• [EXERCISE DESCRIPTION] Reproduce precisely the lines between the start of the data below and the line with "do not reliably", both included.

* * * *

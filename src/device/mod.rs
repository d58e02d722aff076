//! MIDI input device management
//!
//! Keeps at most one MIDI input open and follows hot-plug by polling the
//! endpoint list on a fixed interval. Platform MIDI APIs do not reliably
//! report device arrival/removal, so enumeration is the source of truth.
//!
//! ## States
//! - **NoDevice**: nothing open, status is Disconnected.
//! - **DeviceAttached**: one connection open, its callback feeds
//!   [`MidiDispatch`], status is Connected.
//!
//! Every refresh picks the first eligible endpoint. Same id as the attached
//! one: nothing happens. Different id: the old connection is closed before
//! the new one is opened. No eligible endpoint: the connection is closed.
//! A failed open leaves the manager in NoDevice until the next tick.

pub mod midir_backend;

#[cfg(test)]
pub(crate) mod mock;

use parking_lot::Mutex;
use std::fmt;
use std::sync::atomic::{AtomicBool, Ordering};
use std::sync::{Arc, Weak};
use std::time::Duration;
use thiserror::Error;
use tokio::task::JoinHandle;
use tokio::time::MissedTickBehavior;
use tracing::{debug, info, warn};

use crate::dispatch::MidiDispatch;

pub use midir_backend::MidirBackend;

/// Default device refresh cadence
pub const DEFAULT_REFRESH_INTERVAL: Duration = Duration::from_secs(2);

/// Callback receiving raw bytes of each incoming MIDI message
pub type MessageHandler = Arc<dyn Fn(&[u8]) + Send + Sync>;

/// A discoverable MIDI input
#[derive(Debug, Clone, PartialEq, Eq)]
pub struct MidiEndpoint {
    /// Backend-specific stable identifier
    pub id: String,
    /// Human-readable port name
    pub name: String,
}

impl MidiEndpoint {
    pub fn new(id: impl Into<String>, name: impl Into<String>) -> Self {
        Self {
            id: id.into(),
            name: name.into(),
        }
    }
}

impl fmt::Display for MidiEndpoint {
    fn fmt(&self, f: &mut fmt::Formatter<'_>) -> fmt::Result {
        write!(f, "{} [{}]", self.name, self.id)
    }
}

/// Connection state shown to the UI
#[derive(Debug, Clone, Copy, PartialEq, Eq)]
pub enum ConnectionState {
    Disconnected,
    Connected,
}

/// Errors raised by a MIDI backend
#[derive(Debug, Error)]
pub enum DeviceError {
    #[error("failed to initialise MIDI input: {0}")]
    Init(String),

    #[error("MIDI input '{0}' is no longer available")]
    NotFound(String),

    #[error("failed to open MIDI input '{name}': {reason}")]
    Open { name: String, reason: String },
}

/// An open input. Closing it deregisters the message callback.
pub trait InputConnection: Send {
    fn close(self: Box<Self>);
}

/// Platform MIDI input access
pub trait MidiInputBackend: Send + Sync {
    /// List the currently available inputs
    fn enumerate(&self) -> Result<Vec<MidiEndpoint>, DeviceError>;

    /// Open `endpoint` and deliver its messages to `handler`.
    ///
    /// The handler must not be invoked concurrently with itself, nor after
    /// the returned connection has been closed.
    fn open(
        &self,
        endpoint: &MidiEndpoint,
        handler: MessageHandler,
    ) -> Result<Box<dyn InputConnection>, DeviceError>;
}

/// Result of a single refresh
#[derive(Debug, Clone, PartialEq, Eq)]
pub enum Transition {
    /// Same device as before, or still no device
    Unchanged,
    Attached(MidiEndpoint),
    Detached(MidiEndpoint),
    Switched { from: MidiEndpoint, to: MidiEndpoint },
    /// The endpoint was listed but could not be opened
    OpenFailed(MidiEndpoint),
}

struct Attached {
    endpoint: MidiEndpoint,
    connection: Box<dyn InputConnection>,
}

/// Owns the (single) open MIDI input
pub struct DeviceManager {
    backend: Arc<dyn MidiInputBackend>,
    dispatch: Arc<MidiDispatch>,

    /// Case-insensitive name substring an endpoint must contain
    name_filter: Option<String>,

    /// Attached device, doubling as the last connected endpoint id
    attached: Mutex<Option<Attached>>,

    /// Mirror of `attached.is_some()`, readable without locking
    connected: AtomicBool,
    shutdown_flag: AtomicBool,
}

impl DeviceManager {
    pub fn new(backend: Arc<dyn MidiInputBackend>, dispatch: Arc<MidiDispatch>) -> Self {
        Self {
            backend,
            dispatch,
            name_filter: None,
            attached: Mutex::new(None),
            connected: AtomicBool::new(false),
            shutdown_flag: AtomicBool::new(false),
        }
    }

    /// Only consider endpoints whose name contains `filter` (case-insensitive)
    pub fn with_name_filter(mut self, filter: Option<String>) -> Self {
        self.name_filter = filter
            .map(|f| f.trim().to_lowercase())
            .filter(|f| !f.is_empty());
        self
    }

    pub fn dispatch(&self) -> &Arc<MidiDispatch> {
        &self.dispatch
    }

    /// Whether an input is currently attached
    pub fn is_connected(&self) -> bool {
        self.connected.load(Ordering::Acquire)
    }

    pub fn connection_state(&self) -> ConnectionState {
        if self.is_connected() {
            ConnectionState::Connected
        } else {
            ConnectionState::Disconnected
        }
    }

    /// Endpoint currently attached, if any
    pub fn attached_endpoint(&self) -> Option<MidiEndpoint> {
        self.attached.lock().as_ref().map(|a| a.endpoint.clone())
    }

    /// List inputs, marking which are eligible for attachment
    pub fn list_endpoints(&self) -> Result<Vec<(MidiEndpoint, bool)>, DeviceError> {
        Ok(self
            .backend
            .enumerate()?
            .into_iter()
            .map(|ep| {
                let eligible = self.is_eligible(&ep);
                (ep, eligible)
            })
            .collect())
    }

    /// Re-enumerate inputs and attach, keep, switch or detach accordingly.
    pub fn refresh(&self) -> Transition {
        let mut attached = self.attached.lock();

        if self.shutdown_flag.load(Ordering::Acquire) {
            return Transition::Unchanged;
        }

        let endpoints = match self.backend.enumerate() {
            Ok(endpoints) => endpoints,
            Err(e) => {
                warn!("MIDI enumeration failed (treated as no device): {}", e);
                Vec::new()
            }
        };
        debug!("Found {} MIDI input ports", endpoints.len());

        let target = endpoints.into_iter().find(|ep| self.is_eligible(ep));
        let current_id = attached.as_ref().map(|a| a.endpoint.id.clone());

        let transition = match (current_id, target) {
            (None, None) => Transition::Unchanged,
            (Some(id), Some(target)) if id == target.id => Transition::Unchanged,
            (Some(_), None) => match Self::detach(&mut attached) {
                Some(previous) => {
                    info!("MIDI controller disconnected: {}", previous.name);
                    Transition::Detached(previous)
                }
                None => Transition::Unchanged,
            },
            (None, Some(target)) => {
                if self.attach(&mut attached, target.clone()) {
                    Transition::Attached(target)
                } else {
                    Transition::OpenFailed(target)
                }
            }
            (Some(_), Some(target)) => {
                let previous = Self::detach(&mut attached);
                match (previous, self.attach(&mut attached, target.clone())) {
                    (Some(from), true) => {
                        info!("MIDI controller switched: {} -> {}", from.name, target.name);
                        Transition::Switched { from, to: target }
                    }
                    (None, true) => Transition::Attached(target),
                    (_, false) => Transition::OpenFailed(target),
                }
            }
        };

        self.connected.store(attached.is_some(), Ordering::Release);
        transition
    }

    /// Close the attached input and stop accepting refreshes.
    ///
    /// The connection is closed here, before the manager goes away, so no
    /// callback can outlive it.
    pub fn shutdown(&self) {
        debug!("Shutting down MIDI device manager");
        self.shutdown_flag.store(true, Ordering::Release);

        let mut attached = self.attached.lock();
        if let Some(previous) = Self::detach(&mut attached) {
            info!("MIDI controller released: {}", previous.name);
        }
        self.connected.store(false, Ordering::Release);
    }

    pub fn is_shut_down(&self) -> bool {
        self.shutdown_flag.load(Ordering::Acquire)
    }

    /// Refresh every `interval` on the tokio runtime until shutdown.
    ///
    /// The first refresh happens immediately. The task only holds a weak
    /// reference, so dropping the last `Arc` also ends polling.
    pub fn spawn_polling(self: &Arc<Self>, interval: Duration) -> JoinHandle<()> {
        let weak: Weak<Self> = Arc::downgrade(self);
        debug!("Polling MIDI inputs every {:?}", interval);

        tokio::spawn(async move {
            let mut ticker = tokio::time::interval(interval);
            ticker.set_missed_tick_behavior(MissedTickBehavior::Delay);

            loop {
                ticker.tick().await;
                let Some(manager) = weak.upgrade() else {
                    break;
                };
                if manager.is_shut_down() {
                    break;
                }
                manager.refresh();
            }

            debug!("MIDI device polling stopped");
        })
    }

    fn is_eligible(&self, endpoint: &MidiEndpoint) -> bool {
        match &self.name_filter {
            Some(filter) => endpoint.name.to_lowercase().contains(filter),
            None => true,
        }
    }

    /// Open `endpoint` into `slot`; false when the open failed
    fn attach(&self, slot: &mut Option<Attached>, endpoint: MidiEndpoint) -> bool {
        debug_assert!(slot.is_none(), "attach over a live connection");

        let dispatch = self.dispatch.clone();
        let handler: MessageHandler = Arc::new(move |data: &[u8]| {
            dispatch.handle(data);
        });

        match self.backend.open(&endpoint, handler) {
            Ok(connection) => {
                info!("MIDI controller connected: {}", endpoint.name);
                *slot = Some(Attached { endpoint, connection });
                true
            }
            Err(e) => {
                warn!("{} (retrying on next poll)", e);
                false
            }
        }
    }

    fn detach(slot: &mut Option<Attached>) -> Option<MidiEndpoint> {
        let Attached { endpoint, connection } = slot.take()?;
        connection.close();
        debug!("MIDI input closed: {}", endpoint);
        Some(endpoint)
    }
}

impl Drop for DeviceManager {
    fn drop(&mut self) {
        Self::detach(self.attached.get_mut());
    }
}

* * * *

• [RESPONSE TO THE TASK]
filename src/device/mod.rs
repository d58e02d722aff076
//! MIDI input device management
//!
//! Keeps at most one MIDI input open and follows hot-plug by polling the
//! endpoint list on a fixed interval. Platform MIDI APIs do not reliably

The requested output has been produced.